> _Task_: Please write back every entry exactly, character for character.

*** Opening Supplied entries ***

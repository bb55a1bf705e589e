use base64::{engine::general_purpose, Engine as _};
use url::Url;

/// 图片格式
#[derive(Debug, Clone, Copy, PartialEq, Eq)]
pub enum ImageFormat {
    Jpeg,
    Png,
    Webp,
    Gif,
}

impl ImageFormat {
    /// 从MIME类型获取图片格式，未知类型按JPEG处理
    pub fn from_mime_type(mime_type: &str) -> Self {
        let mime = mime_type
            .split(';')
            .next()
            .unwrap_or_default()
            .trim()
            .to_ascii_lowercase();

        match mime.as_str() {
            "image/png" => Self::Png,
            "image/gif" => Self::Gif,
            "image/webp" => Self::Webp,
            _ => Self::Jpeg,
        }
    }

    pub fn to_extension(&self) -> &'static str {
        match self {
            Self::Jpeg => "jpg",
            Self::Png => "png",
            Self::Webp => "webp",
            Self::Gif => "gif",
        }
    }
}

/// A raw image string as submitted by clients, classified once at the
/// request boundary.
#[derive(Debug, Clone, PartialEq, Eq)]
pub enum ImagePayload {
    /// `data:image/png;base64,....`
    DataUrl { mime_type: String, data: String },
    /// Remote image to download.
    HttpUrl(Url),
    /// Bare base64 with no data-URL prefix.
    RawBase64(String),
    /// Browser-local `blob:` reference; only the client can resolve it.
    BlobRef(String),
    Invalid(String),
}

impl ImagePayload {
    pub fn classify(raw: &str) -> Self {
        let trimmed = raw.trim();

        if trimmed.is_empty() {
            return Self::Invalid("empty image payload".to_string());
        }

        if let Some(rest) = trimmed.strip_prefix("data:") {
            let Some((meta, data)) = rest.split_once(',') else {
                return Self::Invalid("data URL without payload".to_string());
            };
            if !meta.to_ascii_lowercase().contains("base64") {
                return Self::Invalid("data URL is not base64 encoded".to_string());
            }
            let mime_type = meta.split(';').next().unwrap_or_default().to_string();
            if !mime_type.starts_with("image/") {
                return Self::Invalid(format!("unsupported data URL type '{}'", mime_type));
            }
            return Self::DataUrl {
                mime_type,
                data: strip_whitespace(data),
            };
        }

        if trimmed.starts_with("blob:") {
            return Self::BlobRef(trimmed.to_string());
        }

        if trimmed.starts_with("http://") || trimmed.starts_with("https://") {
            return match Url::parse(trimmed) {
                Ok(url) => Self::HttpUrl(url),
                Err(e) => Self::Invalid(format!("invalid image URL: {}", e)),
            };
        }

        let cleaned = strip_whitespace(trimmed);
        match general_purpose::STANDARD.decode(&cleaned) {
            Ok(bytes) if !bytes.is_empty() => Self::RawBase64(cleaned),
            _ => Self::Invalid("payload is neither a URL nor base64 image data".to_string()),
        }
    }

    pub fn kind(&self) -> &'static str {
        match self {
            Self::DataUrl { .. } => "data_url",
            Self::HttpUrl(_) => "http_url",
            Self::RawBase64(_) => "raw_base64",
            Self::BlobRef(_) => "blob_ref",
            Self::Invalid(_) => "invalid",
        }
    }
}

/// 解码Base64图片数据
pub fn decode_base64(data: &str) -> Result<Vec<u8>, String> {
    general_purpose::STANDARD
        .decode(data)
        .map_err(|e| format!("Base64 decode failed: {}", e))
}

fn strip_whitespace(value: &str) -> String {
    value.chars().filter(|c| !c.is_whitespace()).collect()
}

#[cfg(test)]
mod tests {
    use super::*;

    #[test]
    fn test_classify_data_url() {
        let payload = ImagePayload::classify("data:image/png;base64,aGVsbG8=");
        assert_eq!(
            payload,
            ImagePayload::DataUrl {
                mime_type: "image/png".to_string(),
                data: "aGVsbG8=".to_string(),
            }
        );
    }

    #[test]
    fn test_classify_urls() {
        assert!(matches!(
            ImagePayload::classify("https://cdn.example.com/cat.jpg"),
            ImagePayload::HttpUrl(_)
        ));
        assert!(matches!(
            ImagePayload::classify("blob:http://localhost:3000/5f1c"),
            ImagePayload::BlobRef(_)
        ));
    }

    #[test]
    fn test_classify_raw_base64_and_garbage() {
        assert_eq!(
            ImagePayload::classify(" aGVs\nbG8= "),
            ImagePayload::RawBase64("aGVsbG8=".to_string())
        );
        assert!(matches!(ImagePayload::classify("not base64!!"), ImagePayload::Invalid(_)));
        assert!(matches!(ImagePayload::classify("   "), ImagePayload::Invalid(_)));
        assert!(matches!(ImagePayload::classify("data:image/png;base64"), ImagePayload::Invalid(_)));
        assert!(matches!(ImagePayload::classify("data:text/plain;base64,aGk="), ImagePayload::Invalid(_)));
    }

    #[test]
    fn test_extension_from_mime() {
        assert_eq!(ImageFormat::from_mime_type("image/png").to_extension(), "png");
        assert_eq!(ImageFormat::from_mime_type("image/GIF").to_extension(), "gif");
        assert_eq!(ImageFormat::from_mime_type("image/webp; q=1").to_extension(), "webp");
        assert_eq!(ImageFormat::from_mime_type("image/jpeg").to_extension(), "jpg");
        assert_eq!(ImageFormat::from_mime_type("application/octet-stream").to_extension(), "jpg");
    }
}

*** Closing Supplied entries ***

> _Task answer_:
repository bb55a1bf705e589e
use base64::{engine::general_purpose, Engine as _};
use url::Url;

/// 图片格式
#[derive(Debug, Clone, Copy, PartialEq, Eq)]
pub enum ImageFormat {
    Jpeg,
    Png,
    Webp,
    Gif,
}

impl ImageFormat {
    /// 从MIME类型获取图片格式，未知类型按JPEG处理
    pub fn from_mime_type(mime_type: &str) -> Self {
        let mime = mime_type
            .split(';')
            .next()
            .unwrap_or_default()
            .trim()
            .to_ascii_lowercase();

        match mime.as_str() {
            "image/png" => Self::Png,
            "image/gif" => Self::Gif,
            "image/webp" => Self::Webp,
            _ => Self::Jpeg,
        }
    }

    pub fn to_extension(&self) -> &'static str {
        match self {
            Self::Jpeg => "jpg",
            Self::Png => "png",
            Self::Webp => "webp",
            Self::Gif => "gif",
        }
    }
}

/// A raw image string as submitted by clients, classified once at the
/// request boundary.
#[derive(Debug, Clone, PartialEq, Eq)]
pub enum ImagePayload {
    /// `data:image/png;base64,....`
    DataUrl { mime_type: String, data: String },
    /// Remote image to download.
    HttpUrl(Url),
    /// Bare base64 with no data-URL prefix.
    RawBase64(String),
    /// Browser-local `blob:` reference; only the client can resolve it.
    BlobRef(String),
    Invalid(String),
}

impl ImagePayload {
    pub fn classify(raw: &str) -> Self {
        let trimmed = raw.trim();

        if trimmed.is_empty() {
            return Self::Invalid("empty image payload".to_string());
        }

        if let Some(rest) = trimmed.strip_prefix("data:") {
            let Some((meta, data)) = rest.split_once(',') else {
                return Self::Invalid("data URL without payload".to_string());
            };
            if !meta.to_ascii_lowercase().contains("base64") {
                return Self::Invalid("data URL is not base64 encoded".to_string());
            }
            let mime_type = meta.split(';').next().unwrap_or_default().to_string();
            if !mime_type.starts_with("image/") {
                return Self::Invalid(format!("unsupported data URL type '{}'", mime_type));
            }
            return Self::DataUrl {
                mime_type,
                data: strip_whitespace(data),
            };
        }

        if trimmed.starts_with("blob:") {
            return Self::BlobRef(trimmed.to_string());
        }

        if trimmed.starts_with("http://") || trimmed.starts_with("https://") {
            return match Url::parse(trimmed) {
                Ok(url) => Self::HttpUrl(url),
                Err(e) => Self::Invalid(format!("invalid image URL: {}", e)),
            };
        }

        let cleaned = strip_whitespace(trimmed);
        match general_purpose::STANDARD.decode(&cleaned) {
            Ok(bytes) if !bytes.is_empty() => Self::RawBase64(cleaned),
            _ => Self::Invalid("payload is neither a URL nor base64 image data".to_string()),
        }
    }

    pub fn kind(&self) -> &'static str {
        match self {
            Self::DataUrl { .. } => "data_url",
            Self::HttpUrl(_) => "http_url",
            Self::RawBase64(_) => "raw_base64",
            Self::BlobRef(_) => "blob_ref",
            Self::Invalid(_) => "invalid",
        }
    }
}

/// 解码Base64图片数据
pub fn decode_base64(data: &str) -> Result<Vec<u8>, String> {
    general_purpose::STANDARD
        .decode(data)
        .map_err(|e| format!("Base64 decode failed: {}", e))
}

fn strip_whitespace(value: &str) -> String {
    value.chars().filter(|c| !c.is_whitespace()).collect()
}

#[cfg(test)]
mod tests {
    use super::*;

    #[test]
    fn test_classify_data_url() {
        let payload = ImagePayload::classify("data:image/png;base64,aGVsbG8=");
        assert_eq!(
            payload,
            ImagePayload::DataUrl {
                mime_type: "image/png".to_string(),
                data: "aGVsbG8=".to_string(),
            }
        );
    }

    #[test]
    fn test_classify_urls() {
        assert!(matches!(
            ImagePayload::classify("https://cdn.example.com/cat.jpg"),
            ImagePayload::HttpUrl(_)
        ));
        assert!(matches!(
            ImagePayload::classify("blob:http://localhost:3000/5f1c"),
            ImagePayload::BlobRef(_)
        ));
    }

    #[test]
    fn test_classify_raw_base64_and_garbage() {
        assert_eq!(
            ImagePayload::classify(" aGVs\nbG8= "),
            ImagePayload::RawBase64("aGVsbG8=".to_string())
        );
        assert!(matches!(ImagePayload::classify("not base64!!"), ImagePayload::Invalid(_)));
        assert!(matches!(ImagePayload::classify("   "), ImagePayload::Invalid(_)));
        assert!(matches!(ImagePayload::classify("data:image/png;base64"), ImagePayload::Invalid(_)));
        assert!(matches!(ImagePayload::classify("data:text/plain;base64,aGk="), ImagePayload::Invalid(_)));
    }

    #[test]
    fn test_extension_from_mime() {
        assert_eq!(ImageFormat::from_mime_type("image/png").to_extension(), "png");
        assert_eq!(ImageFormat::from_mime_type("image/GIF").to_extension(), "gif");
        assert_eq!(ImageFormat::from_mime_type("image/webp; q=1").to_extension(), "webp");
        assert_eq!(ImageFormat::from_mime_type("image/jpeg").to_extension(), "jpg");
        assert_eq!(ImageFormat::from_mime_type("application/octet-stream").to_extension(), "jpg");
    }
}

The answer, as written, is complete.